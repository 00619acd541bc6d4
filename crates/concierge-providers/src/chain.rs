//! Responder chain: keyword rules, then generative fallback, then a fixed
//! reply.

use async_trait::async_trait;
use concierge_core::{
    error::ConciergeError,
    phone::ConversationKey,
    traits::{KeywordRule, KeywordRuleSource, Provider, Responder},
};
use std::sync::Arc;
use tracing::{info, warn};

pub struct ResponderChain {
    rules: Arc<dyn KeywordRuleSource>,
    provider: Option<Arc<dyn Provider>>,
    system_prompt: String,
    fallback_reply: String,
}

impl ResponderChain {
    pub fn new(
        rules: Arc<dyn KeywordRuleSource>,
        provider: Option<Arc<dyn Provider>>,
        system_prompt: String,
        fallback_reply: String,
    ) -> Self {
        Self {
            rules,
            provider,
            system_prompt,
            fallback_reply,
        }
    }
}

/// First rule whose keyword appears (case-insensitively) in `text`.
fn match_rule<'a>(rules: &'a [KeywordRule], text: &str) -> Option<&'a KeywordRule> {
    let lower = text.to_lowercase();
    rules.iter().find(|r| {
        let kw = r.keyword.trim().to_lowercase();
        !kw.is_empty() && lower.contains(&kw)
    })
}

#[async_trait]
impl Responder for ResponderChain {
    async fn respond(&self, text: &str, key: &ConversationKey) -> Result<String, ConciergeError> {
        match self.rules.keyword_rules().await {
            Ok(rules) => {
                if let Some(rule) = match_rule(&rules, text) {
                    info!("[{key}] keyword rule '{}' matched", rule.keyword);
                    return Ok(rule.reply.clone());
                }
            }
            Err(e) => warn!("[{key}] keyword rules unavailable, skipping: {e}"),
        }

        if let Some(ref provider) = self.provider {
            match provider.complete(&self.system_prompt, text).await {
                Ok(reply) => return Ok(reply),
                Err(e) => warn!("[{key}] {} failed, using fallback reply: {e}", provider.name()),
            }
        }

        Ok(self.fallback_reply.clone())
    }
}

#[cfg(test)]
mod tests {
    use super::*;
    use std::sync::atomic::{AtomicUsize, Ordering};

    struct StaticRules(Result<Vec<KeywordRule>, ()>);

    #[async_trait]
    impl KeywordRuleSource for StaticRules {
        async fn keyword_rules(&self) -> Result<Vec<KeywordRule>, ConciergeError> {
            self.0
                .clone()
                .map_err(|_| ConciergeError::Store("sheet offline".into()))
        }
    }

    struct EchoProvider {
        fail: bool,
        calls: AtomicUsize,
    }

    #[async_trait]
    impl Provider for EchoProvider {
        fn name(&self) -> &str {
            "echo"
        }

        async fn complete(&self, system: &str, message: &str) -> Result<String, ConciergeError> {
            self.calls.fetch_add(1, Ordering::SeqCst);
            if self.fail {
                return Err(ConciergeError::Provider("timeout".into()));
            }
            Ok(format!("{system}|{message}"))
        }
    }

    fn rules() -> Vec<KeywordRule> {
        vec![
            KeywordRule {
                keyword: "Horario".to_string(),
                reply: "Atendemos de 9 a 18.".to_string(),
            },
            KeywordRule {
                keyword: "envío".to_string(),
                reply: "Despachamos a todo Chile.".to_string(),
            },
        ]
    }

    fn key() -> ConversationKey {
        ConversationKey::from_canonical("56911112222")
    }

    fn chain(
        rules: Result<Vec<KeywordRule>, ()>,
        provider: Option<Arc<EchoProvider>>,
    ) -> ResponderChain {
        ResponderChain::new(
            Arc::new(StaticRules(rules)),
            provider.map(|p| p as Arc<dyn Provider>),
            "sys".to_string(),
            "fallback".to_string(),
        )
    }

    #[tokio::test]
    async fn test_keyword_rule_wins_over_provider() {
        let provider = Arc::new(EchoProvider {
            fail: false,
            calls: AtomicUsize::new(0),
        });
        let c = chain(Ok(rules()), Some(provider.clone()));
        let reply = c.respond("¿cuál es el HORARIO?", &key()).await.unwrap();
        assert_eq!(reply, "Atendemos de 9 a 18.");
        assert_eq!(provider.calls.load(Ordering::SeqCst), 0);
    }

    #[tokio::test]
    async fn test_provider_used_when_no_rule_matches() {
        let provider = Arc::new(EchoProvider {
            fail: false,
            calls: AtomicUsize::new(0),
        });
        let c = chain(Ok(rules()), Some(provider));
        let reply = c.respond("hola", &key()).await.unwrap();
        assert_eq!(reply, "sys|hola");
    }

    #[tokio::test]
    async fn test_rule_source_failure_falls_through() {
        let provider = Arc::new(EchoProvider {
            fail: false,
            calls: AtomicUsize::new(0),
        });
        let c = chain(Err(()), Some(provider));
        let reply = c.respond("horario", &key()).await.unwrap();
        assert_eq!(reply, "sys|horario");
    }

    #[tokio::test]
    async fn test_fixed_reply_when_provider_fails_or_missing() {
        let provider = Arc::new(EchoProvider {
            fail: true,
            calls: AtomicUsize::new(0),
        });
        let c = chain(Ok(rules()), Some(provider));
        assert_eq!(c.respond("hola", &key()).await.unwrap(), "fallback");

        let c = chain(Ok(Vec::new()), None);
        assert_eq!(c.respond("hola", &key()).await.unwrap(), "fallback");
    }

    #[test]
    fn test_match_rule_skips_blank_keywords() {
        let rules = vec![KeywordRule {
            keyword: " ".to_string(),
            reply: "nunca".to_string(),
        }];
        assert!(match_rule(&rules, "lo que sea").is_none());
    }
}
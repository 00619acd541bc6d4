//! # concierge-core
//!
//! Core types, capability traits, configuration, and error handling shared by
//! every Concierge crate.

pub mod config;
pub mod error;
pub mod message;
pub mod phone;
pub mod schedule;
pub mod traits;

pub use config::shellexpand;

WORK TASK:
Within the material above, report how many lines carry the word "impl", and nothing else.

ANSWER SECTION:
4